Lalu permukiman. Lalu kali-kali. Lalu jembatan. Jembatan-jembatan kecil. Ibu!
Seorang ibu sedang menganyam. Daun-daun pandan kering. Bersalih-silang. Membuat
terindak. Semacam caping. Pengganti payung. Ibu menoleh. Air mukanya lelah. Kau
pulang cepat? Tidak, Bu. Sekolah yang cepat kelar. Kenapa? Ada rapat. Rapat
guru. Kau berbohong? Tidak, Bu. Kau berbohong! Ibu menunjukkan sebuah terindak.
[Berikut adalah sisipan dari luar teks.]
//! Mapping specification: the caller's configuration tree, compiled into typed nodes
//!
//! Nodes are compiled lazily. A [`NodeSet`] keeps the raw configuration of each
//! entry and turns it into a [`MappingNode`] the first time the walk reaches it,
//! caching the result. A malformed node therefore only fails a parse when at
//! least one record actually visits it.

use crate::error::{ConfigError, NodeKind};
use crate::map::types::ParentKeyConfig;
use crate::map::value::type_name;
use once_cell::unsync::OnceCell;
use serde::Deserialize;
use serde_json::{Map, Value};
use std::rc::Rc;

/// Delimiter used to split source keys into path segments
pub const DEFAULT_DELIMITER: &str = ".";

/// Path into a decoded document, one segment per object key or list index
#[derive(Debug, Clone, PartialEq, Eq)]
pub struct SourcePath {
    segments: Vec<String>,
}

impl SourcePath {
    /// Split a source key on `delimiter`. Empty segments are dropped, so both
    /// `""` and `"."` address the current element itself.
    pub fn parse(key: &str, delimiter: &str) -> Self {
        let segments = if delimiter.is_empty() {
            vec![key.to_string()]
        } else {
            key.split(delimiter).map(str::to_string).collect()
        };

        SourcePath {
            segments: segments.into_iter().filter(|s| !s.is_empty()).collect(),
        }
    }

    pub fn segments(&self) -> &[String] {
        &self.segments
    }

    /// True when the path refers to the current element
    pub fn is_self(&self) -> bool {
        self.segments.is_empty()
    }
}

/// A column sourced from the record
#[derive(Debug, Clone)]
pub struct ColumnNode {
    pub path: SourcePath,
    pub destination: String,
    pub primary_key: bool,
    pub force_type: bool,
}

/// A nested table
#[derive(Debug, Clone)]
pub struct TableNode {
    pub path: SourcePath,
    pub destination: String,
    /// `None` when the node reuses the mapping that already owns `destination`
    pub children: Option<Rc<NodeSet>>,
    pub parent_key: ParentKeyConfig,
}

/// A column sourced from per-call user data instead of the record
#[derive(Debug, Clone)]
pub struct UserNode {
    pub destination: String,
    pub primary_key: bool,
    pub force_type: bool,
}

/// Compiled mapping node
#[derive(Debug, Clone)]
pub enum MappingNode {
    Column(ColumnNode),
    Table(TableNode),
    User(UserNode),
}

impl MappingNode {
    pub fn kind(&self) -> NodeKind {
        match self {
            MappingNode::Column(_) => NodeKind::Column,
            MappingNode::Table(_) => NodeKind::Table,
            MappingNode::User(_) => NodeKind::User,
        }
    }

    pub fn destination(&self) -> &str {
        match self {
            MappingNode::Column(node) => &node.destination,
            MappingNode::Table(node) => &node.destination,
            MappingNode::User(node) => &node.destination,
        }
    }

    /// Compile the configuration found under `key`
    pub fn compile(key: &str, raw: &Value) -> Result<Self, ConfigError> {
        let raw = match raw {
            Value::String(destination) => {
                if destination.is_empty() {
                    return Err(missing(key, NodeKind::Column, "mapping.destination"));
                }
                return Ok(MappingNode::Column(ColumnNode {
                    path: SourcePath::parse(key, DEFAULT_DELIMITER),
                    destination: destination.clone(),
                    primary_key: false,
                    force_type: false,
                }));
            }
            Value::Object(_) => RawNode::deserialize(raw).map_err(|e| ConfigError::Malformed {
                key: key.to_string(),
                message: e.to_string(),
            })?,
            other => {
                return Err(ConfigError::Malformed {
                    key: key.to_string(),
                    message: format!(
                        "expected a destination name or a node object, got {}",
                        type_name(other)
                    ),
                })
            }
        };

        let kind = match raw.node_type.as_deref() {
            None | Some("column") => NodeKind::Column,
            Some("table") => NodeKind::Table,
            Some("user") => NodeKind::User,
            Some(other) => {
                return Err(ConfigError::UnknownType {
                    key: key.to_string(),
                    node_type: other.to_string(),
                })
            }
        };
        let delimiter = raw.delimiter.as_deref().unwrap_or(DEFAULT_DELIMITER);

        match kind {
            NodeKind::Table => {
                let destination = non_empty(raw.destination)
                    .ok_or_else(|| missing(key, kind, "destination"))?;

                Ok(MappingNode::Table(TableNode {
                    path: SourcePath::parse(key, delimiter),
                    destination,
                    children: raw
                        .table_mapping
                        .map(|children| Rc::new(NodeSet::from_map(children))),
                    parent_key: raw.parent_key.unwrap_or_default(),
                }))
            }
            NodeKind::Column | NodeKind::User => {
                let mapping = raw.mapping.unwrap_or_default();
                let destination = non_empty(mapping.destination)
                    .ok_or_else(|| missing(key, kind, "mapping.destination"))?;

                if kind == NodeKind::User {
                    Ok(MappingNode::User(UserNode {
                        destination,
                        primary_key: mapping.primary_key,
                        force_type: raw.force_type,
                    }))
                } else {
                    Ok(MappingNode::Column(ColumnNode {
                        path: SourcePath::parse(key, delimiter),
                        destination,
                        primary_key: mapping.primary_key,
                        force_type: raw.force_type,
                    }))
                }
            }
        }
    }
}

fn missing(key: &str, kind: NodeKind, what: &'static str) -> ConfigError {
    ConfigError::MissingKey {
        key: key.to_string(),
        kind,
        missing: what,
    }
}

fn non_empty(value: Option<String>) -> Option<String> {
    value.filter(|s| !s.is_empty())
}

#[derive(Debug, Deserialize)]
#[serde(rename_all = "camelCase")]
struct RawNode {
    #[serde(rename = "type")]
    node_type: Option<String>,
    mapping: Option<RawColumnMapping>,
    destination: Option<String>,
    #[serde(alias = "children")]
    table_mapping: Option<Map<String, Value>>,
    parent_key: Option<ParentKeyConfig>,
    delimiter: Option<String>,
    #[serde(default)]
    force_type: bool,
}

#[derive(Debug, Default, Deserialize)]
#[serde(rename_all = "camelCase")]
struct RawColumnMapping {
    destination: Option<String>,
    #[serde(default)]
    primary_key: bool,
}

#[derive(Debug)]
struct NodeEntry {
    key: String,
    raw: Value,
    compiled: OnceCell<MappingNode>,
}

/// Ordered set of sibling nodes, compiled on first access
#[derive(Debug)]
pub struct NodeSet {
    entries: Vec<NodeEntry>,
}

impl NodeSet {
    pub fn from_map(map: Map<String, Value>) -> Self {
        NodeSet {
            entries: map
                .into_iter()
                .map(|(key, raw)| NodeEntry {
                    key,
                    raw,
                    compiled: OnceCell::new(),
                })
                .collect(),
        }
    }

    pub fn len(&self) -> usize {
        self.entries.len()
    }

    pub fn is_empty(&self) -> bool {
        self.entries.is_empty()
    }

    /// Source keys in declaration order
    pub fn keys(&self) -> impl Iterator<Item = &str> {
        self.entries.iter().map(|entry| entry.key.as_str())
    }

    /// Source key and compiled node at `index`, compiling it on first access
    pub fn node(&self, index: usize) -> Result<(&str, &MappingNode), ConfigError> {
        let entry = &self.entries[index];
        let node = entry
            .compiled
            .get_or_try_init(|| MappingNode::compile(&entry.key, &entry.raw))?;
        Ok((entry.key.as_str(), node))
    }
}

/// A compiled mapping, ready to drive a [`Mapper`](crate::map::Mapper)
#[derive(Debug, Clone)]
pub struct MappingSpec {
    root: Rc<NodeSet>,
}

impl MappingSpec {
    /// Wrap a configuration tree. Only the top-level shape is checked here;
    /// individual nodes are validated when first visited.
    pub fn compile(config: Value) -> Result<Self, ConfigError> {
        match config {
            Value::Object(map) => Ok(MappingSpec {
                root: Rc::new(NodeSet::from_map(map)),
            }),
            other => Err(ConfigError::NotAnObject {
                found: type_name(&other),
            }),
        }
    }

    pub fn root(&self) -> &Rc<NodeSet> {
        &self.root
    }
}

#[cfg(test)]
mod tests {
    use super::*;
    use serde_json::json;

    fn compile(key: &str, raw: Value) -> Result<MappingNode, ConfigError> {
        MappingNode::compile(key, &raw)
    }

    #[test]
    fn test_source_path_split() {
        assert_eq!(SourcePath::parse("user.id", ".").segments(), ["user", "id"]);
        assert_eq!(SourcePath::parse("user/id", "/").segments(), ["user", "id"]);
        assert!(SourcePath::parse("", ".").is_self());
        assert!(SourcePath::parse(".", ".").is_self());
    }

    #[test]
    fn test_shorthand_is_column() {
        let node = compile("title", json!("title")).unwrap();
        match node {
            MappingNode::Column(column) => {
                assert_eq!(column.destination, "title");
                assert!(!column.primary_key);
                assert!(!column.force_type);
            }
            other => panic!("expected column, got {:?}", other),
        }
    }

    #[test]
    fn test_column_without_type() {
        let node = compile(
            "id",
            json!({"mapping": {"destination": "post_id", "primaryKey": true}}),
        )
        .unwrap();
        assert_eq!(node.kind(), NodeKind::Column);
        assert_eq!(node.destination(), "post_id");
    }

    #[test]
    fn test_custom_delimiter() {
        let node = compile(
            "user/id",
            json!({"type": "column", "mapping": {"destination": "user_id"}, "delimiter": "/"}),
        )
        .unwrap();
        let MappingNode::Column(column) = node else {
            panic!("expected column");
        };
        assert_eq!(column.path.segments(), ["user", "id"]);
    }

    #[test]
    fn test_missing_column_destination() {
        let err = compile("timestamp", json!({"type": "column"})).unwrap_err();
        assert_eq!(
            err.to_string(),
            "Key 'mapping.destination' is not set for column 'timestamp'."
        );
    }

    #[test]
    fn test_missing_table_destination() {
        let err = compile("arr", json!({"type": "table"})).unwrap_err();
        assert_eq!(err.to_string(), "Key 'destination' is not set for table 'arr'.");
    }

    #[test]
    fn test_table_children_optional_at_compile() {
        let node = compile("child", json!({"type": "table", "destination": "items"})).unwrap();
        let MappingNode::Table(table) = node else {
            panic!("expected table");
        };
        assert!(table.children.is_none());
    }

    #[test]
    fn test_unknown_type() {
        let err = compile("x", json!({"type": "matrix"})).unwrap_err();
        assert!(matches!(err, ConfigError::UnknownType { .. }));
        assert_eq!(err.key(), Some("x"));
    }

    #[test]
    fn test_malformed_node() {
        let err = compile(
            "id",
            json!({"mapping": {"destination": "id", "primaryKey": "yes"}}),
        )
        .unwrap_err();
        assert!(matches!(err, ConfigError::Malformed { .. }));

        let err = compile("id", json!(42)).unwrap_err();
        assert!(err.to_string().contains("got number"));
    }

    #[test]
    fn test_node_set_is_lazy() {
        let set = NodeSet::from_map(
            json!({"ok": "ok", "broken": {"type": "column"}})
                .as_object()
                .cloned()
                .unwrap(),
        );
        assert_eq!(set.keys().collect::<Vec<_>>(), ["ok", "broken"]);
        assert!(set.node(0).is_ok());
        assert!(set.node(1).is_err());
    }

    #[test]
    fn test_spec_requires_object() {
        let err = MappingSpec::compile(json!(["id"])).unwrap_err();
        assert_eq!(err, ConfigError::NotAnObject { found: "array" });
    }
}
Terindak setengah jadi. Kau lihat ini? Ia menunduk. Kau lihat ini?! Ia masih
menunduk. Ibu meraih dagu Anak. Mengangkatnya. Mau tidak mau. Ia menatap
terindak. Crashhh!!! Terindak bagai kertas yang disobek. Hancur.
Berserakan. Daun-daun cokelat muda luruh. Kenapa kau pulang cepat? Ia meneguk
liur. Ia masih menatap daun-daun pandan kering yang berserakan di ujung
kakinya—kaki ibunya. Baiklah, Ibu. Kalau Ibu tak percaya. Dada Ibu megap-megap.
Menahan buncah. Meredam marah. Aku tak peduli, kata Anak. Aku tak peduli. Pada
lonceng. Suara lonceng. Dentangnya yang cempreng. Hari ini…. Ia terisak. Kenapa?
Ibu membentak. Hari ini…. Lanjutkan! Suara Ibu makin keras. Hari ini….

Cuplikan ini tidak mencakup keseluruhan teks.